Work instructions = In the entries below, find the line with "assert!(events.contains(&UiEvent::Finished));" and the line with "assert_eq!(audibility[&b], false);". Reproduce those two lines and every line between them exactly, and nothing more.

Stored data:
——

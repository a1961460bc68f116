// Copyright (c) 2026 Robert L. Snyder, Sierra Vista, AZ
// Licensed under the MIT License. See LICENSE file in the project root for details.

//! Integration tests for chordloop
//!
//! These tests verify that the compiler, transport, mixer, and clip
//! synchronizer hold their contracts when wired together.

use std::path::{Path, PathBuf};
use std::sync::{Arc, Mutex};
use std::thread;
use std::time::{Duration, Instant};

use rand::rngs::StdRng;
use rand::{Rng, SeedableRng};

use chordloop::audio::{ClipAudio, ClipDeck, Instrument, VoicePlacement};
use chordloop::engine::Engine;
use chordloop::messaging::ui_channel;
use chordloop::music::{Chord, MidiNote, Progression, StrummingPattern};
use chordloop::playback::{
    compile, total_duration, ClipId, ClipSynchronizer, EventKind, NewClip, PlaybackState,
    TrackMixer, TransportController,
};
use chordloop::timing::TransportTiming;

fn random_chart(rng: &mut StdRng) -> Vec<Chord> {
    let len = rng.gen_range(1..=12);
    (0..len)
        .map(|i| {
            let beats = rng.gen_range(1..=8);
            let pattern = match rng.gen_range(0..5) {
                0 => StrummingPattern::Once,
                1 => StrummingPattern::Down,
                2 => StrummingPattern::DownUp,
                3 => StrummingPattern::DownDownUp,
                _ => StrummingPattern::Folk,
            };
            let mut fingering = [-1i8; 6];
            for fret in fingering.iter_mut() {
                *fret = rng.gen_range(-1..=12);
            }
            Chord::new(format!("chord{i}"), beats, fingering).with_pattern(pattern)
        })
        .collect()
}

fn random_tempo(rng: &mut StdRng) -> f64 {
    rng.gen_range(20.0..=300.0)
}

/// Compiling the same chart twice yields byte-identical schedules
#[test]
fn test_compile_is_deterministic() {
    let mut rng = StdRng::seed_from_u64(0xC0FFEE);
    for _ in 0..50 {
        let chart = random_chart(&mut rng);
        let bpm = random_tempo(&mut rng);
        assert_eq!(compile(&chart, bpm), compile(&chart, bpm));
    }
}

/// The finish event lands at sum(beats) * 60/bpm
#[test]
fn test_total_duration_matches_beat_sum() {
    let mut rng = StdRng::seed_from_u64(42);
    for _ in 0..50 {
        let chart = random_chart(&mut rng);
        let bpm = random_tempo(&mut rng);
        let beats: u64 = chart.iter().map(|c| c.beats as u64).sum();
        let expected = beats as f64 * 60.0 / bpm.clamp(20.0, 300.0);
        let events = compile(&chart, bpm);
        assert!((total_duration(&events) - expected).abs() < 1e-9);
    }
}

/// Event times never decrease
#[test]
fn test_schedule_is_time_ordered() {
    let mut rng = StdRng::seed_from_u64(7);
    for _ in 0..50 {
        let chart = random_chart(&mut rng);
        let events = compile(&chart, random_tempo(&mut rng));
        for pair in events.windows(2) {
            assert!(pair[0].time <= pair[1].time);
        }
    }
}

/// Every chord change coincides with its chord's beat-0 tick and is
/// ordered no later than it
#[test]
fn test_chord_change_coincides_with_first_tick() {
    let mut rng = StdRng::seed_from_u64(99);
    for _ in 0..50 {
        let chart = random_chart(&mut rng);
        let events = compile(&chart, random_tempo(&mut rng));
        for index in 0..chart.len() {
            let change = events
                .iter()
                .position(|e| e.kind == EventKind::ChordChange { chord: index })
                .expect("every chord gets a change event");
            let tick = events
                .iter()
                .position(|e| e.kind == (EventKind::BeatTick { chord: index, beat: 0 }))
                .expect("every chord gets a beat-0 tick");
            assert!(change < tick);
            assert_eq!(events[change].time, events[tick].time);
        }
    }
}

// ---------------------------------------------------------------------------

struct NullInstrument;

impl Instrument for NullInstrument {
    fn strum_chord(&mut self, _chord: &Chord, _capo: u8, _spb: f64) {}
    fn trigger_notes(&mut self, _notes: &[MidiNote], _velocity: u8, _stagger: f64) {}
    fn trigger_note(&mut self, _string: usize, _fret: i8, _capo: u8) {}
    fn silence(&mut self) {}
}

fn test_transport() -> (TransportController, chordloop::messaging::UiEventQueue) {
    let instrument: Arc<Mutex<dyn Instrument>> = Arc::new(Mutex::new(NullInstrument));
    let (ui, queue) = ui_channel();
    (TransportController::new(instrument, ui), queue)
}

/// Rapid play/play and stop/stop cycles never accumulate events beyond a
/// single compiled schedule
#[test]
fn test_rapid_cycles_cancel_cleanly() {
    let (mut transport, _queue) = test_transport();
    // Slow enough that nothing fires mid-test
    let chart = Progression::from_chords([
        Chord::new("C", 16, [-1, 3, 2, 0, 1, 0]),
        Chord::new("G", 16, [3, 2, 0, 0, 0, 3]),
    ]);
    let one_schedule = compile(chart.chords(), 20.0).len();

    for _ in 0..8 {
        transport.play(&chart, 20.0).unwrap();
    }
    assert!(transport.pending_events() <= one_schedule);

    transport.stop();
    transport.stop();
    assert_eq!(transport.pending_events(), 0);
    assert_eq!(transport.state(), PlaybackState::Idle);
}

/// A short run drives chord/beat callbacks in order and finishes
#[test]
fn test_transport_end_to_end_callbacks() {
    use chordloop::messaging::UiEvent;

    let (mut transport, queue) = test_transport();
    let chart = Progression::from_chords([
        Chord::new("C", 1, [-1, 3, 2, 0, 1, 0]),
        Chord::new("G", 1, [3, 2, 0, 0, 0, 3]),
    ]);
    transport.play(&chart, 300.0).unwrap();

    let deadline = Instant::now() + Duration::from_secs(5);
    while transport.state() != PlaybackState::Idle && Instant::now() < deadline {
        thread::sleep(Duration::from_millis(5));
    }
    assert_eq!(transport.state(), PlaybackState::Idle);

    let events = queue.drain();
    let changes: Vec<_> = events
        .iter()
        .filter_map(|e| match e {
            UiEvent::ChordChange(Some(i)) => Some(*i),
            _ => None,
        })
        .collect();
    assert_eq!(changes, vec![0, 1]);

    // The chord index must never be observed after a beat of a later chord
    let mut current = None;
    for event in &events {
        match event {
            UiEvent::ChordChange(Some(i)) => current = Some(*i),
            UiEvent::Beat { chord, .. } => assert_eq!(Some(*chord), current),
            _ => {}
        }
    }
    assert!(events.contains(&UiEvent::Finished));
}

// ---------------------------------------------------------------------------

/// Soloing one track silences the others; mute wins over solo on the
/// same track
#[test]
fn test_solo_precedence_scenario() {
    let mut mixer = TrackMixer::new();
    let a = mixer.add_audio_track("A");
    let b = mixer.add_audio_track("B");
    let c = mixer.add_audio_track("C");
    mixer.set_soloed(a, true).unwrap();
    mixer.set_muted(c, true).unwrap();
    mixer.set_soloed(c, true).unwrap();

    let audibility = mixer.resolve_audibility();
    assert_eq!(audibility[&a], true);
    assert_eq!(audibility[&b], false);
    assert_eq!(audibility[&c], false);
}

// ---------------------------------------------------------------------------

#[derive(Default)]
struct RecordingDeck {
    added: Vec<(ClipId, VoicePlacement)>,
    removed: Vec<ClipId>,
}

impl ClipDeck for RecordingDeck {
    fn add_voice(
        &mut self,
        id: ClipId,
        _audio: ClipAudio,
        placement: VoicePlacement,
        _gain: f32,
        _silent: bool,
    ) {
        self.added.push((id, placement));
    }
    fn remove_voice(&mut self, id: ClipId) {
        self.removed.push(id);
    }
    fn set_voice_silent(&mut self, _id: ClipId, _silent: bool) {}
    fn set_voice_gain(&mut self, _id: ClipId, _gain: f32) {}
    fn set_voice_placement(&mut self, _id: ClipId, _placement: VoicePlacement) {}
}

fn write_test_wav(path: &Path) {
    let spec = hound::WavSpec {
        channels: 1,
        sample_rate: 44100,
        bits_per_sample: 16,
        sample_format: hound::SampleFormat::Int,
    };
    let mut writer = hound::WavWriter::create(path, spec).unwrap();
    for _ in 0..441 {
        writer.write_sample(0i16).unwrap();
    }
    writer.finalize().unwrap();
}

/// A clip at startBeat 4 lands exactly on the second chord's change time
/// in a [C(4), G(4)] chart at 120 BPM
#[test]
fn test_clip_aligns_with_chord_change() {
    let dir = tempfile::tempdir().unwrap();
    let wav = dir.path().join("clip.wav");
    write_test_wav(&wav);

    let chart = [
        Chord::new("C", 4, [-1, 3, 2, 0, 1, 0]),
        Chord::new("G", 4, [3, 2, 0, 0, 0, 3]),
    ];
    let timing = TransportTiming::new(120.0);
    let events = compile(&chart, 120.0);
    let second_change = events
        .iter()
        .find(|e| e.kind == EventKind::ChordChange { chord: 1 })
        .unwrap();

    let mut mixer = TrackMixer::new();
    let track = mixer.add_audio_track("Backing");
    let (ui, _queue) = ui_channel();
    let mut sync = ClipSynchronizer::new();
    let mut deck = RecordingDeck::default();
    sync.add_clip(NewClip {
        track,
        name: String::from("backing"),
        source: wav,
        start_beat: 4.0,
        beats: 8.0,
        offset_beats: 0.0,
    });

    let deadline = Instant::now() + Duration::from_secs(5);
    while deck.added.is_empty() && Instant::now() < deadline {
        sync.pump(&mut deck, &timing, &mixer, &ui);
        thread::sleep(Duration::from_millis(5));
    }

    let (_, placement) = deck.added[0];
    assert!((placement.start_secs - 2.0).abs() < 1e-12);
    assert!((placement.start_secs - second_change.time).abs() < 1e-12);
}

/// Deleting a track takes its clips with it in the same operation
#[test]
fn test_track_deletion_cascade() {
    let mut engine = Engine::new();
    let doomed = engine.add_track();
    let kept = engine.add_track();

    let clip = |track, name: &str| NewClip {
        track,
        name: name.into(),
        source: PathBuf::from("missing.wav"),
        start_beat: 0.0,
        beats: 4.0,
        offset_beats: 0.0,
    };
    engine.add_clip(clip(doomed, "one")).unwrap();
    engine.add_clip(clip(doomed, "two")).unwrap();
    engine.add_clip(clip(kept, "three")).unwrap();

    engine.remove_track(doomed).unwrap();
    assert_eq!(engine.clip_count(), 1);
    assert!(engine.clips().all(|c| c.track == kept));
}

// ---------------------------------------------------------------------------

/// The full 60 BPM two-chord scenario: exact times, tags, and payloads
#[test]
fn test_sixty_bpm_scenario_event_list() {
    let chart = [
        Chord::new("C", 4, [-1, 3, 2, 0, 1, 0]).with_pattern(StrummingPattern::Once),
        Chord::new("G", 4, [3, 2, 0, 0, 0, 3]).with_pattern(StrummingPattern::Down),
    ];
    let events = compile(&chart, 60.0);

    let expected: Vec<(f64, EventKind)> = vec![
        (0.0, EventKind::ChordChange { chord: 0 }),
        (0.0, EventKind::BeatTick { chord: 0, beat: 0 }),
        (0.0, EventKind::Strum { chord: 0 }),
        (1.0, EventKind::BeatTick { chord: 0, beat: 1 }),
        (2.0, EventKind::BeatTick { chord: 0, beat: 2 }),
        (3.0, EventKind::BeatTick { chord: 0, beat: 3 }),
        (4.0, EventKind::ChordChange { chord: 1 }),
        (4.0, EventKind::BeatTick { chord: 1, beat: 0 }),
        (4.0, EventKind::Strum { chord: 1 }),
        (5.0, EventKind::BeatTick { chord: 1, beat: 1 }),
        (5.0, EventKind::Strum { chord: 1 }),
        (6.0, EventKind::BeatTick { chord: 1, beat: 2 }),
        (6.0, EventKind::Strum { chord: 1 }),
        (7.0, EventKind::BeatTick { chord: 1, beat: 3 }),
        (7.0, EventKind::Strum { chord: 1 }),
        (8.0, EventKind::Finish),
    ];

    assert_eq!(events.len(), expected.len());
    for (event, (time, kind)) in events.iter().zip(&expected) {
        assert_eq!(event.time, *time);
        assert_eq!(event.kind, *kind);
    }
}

——

Task response =
    assert!(events.contains(&UiEvent::Finished));
}

// ---------------------------------------------------------------------------

/// Soloing one track silences the others; mute wins over solo on the
/// same track
#[test]
fn test_solo_precedence_scenario() {
    let mut mixer = TrackMixer::new();
    let a = mixer.add_audio_track("A");
    let b = mixer.add_audio_track("B");
    let c = mixer.add_audio_track("C");
    mixer.set_soloed(a, true).unwrap();
    mixer.set_muted(c, true).unwrap();
    mixer.set_soloed(c, true).unwrap();

    let audibility = mixer.resolve_audibility();
    assert_eq!(audibility[&a], true);
    assert_eq!(audibility[&b], false);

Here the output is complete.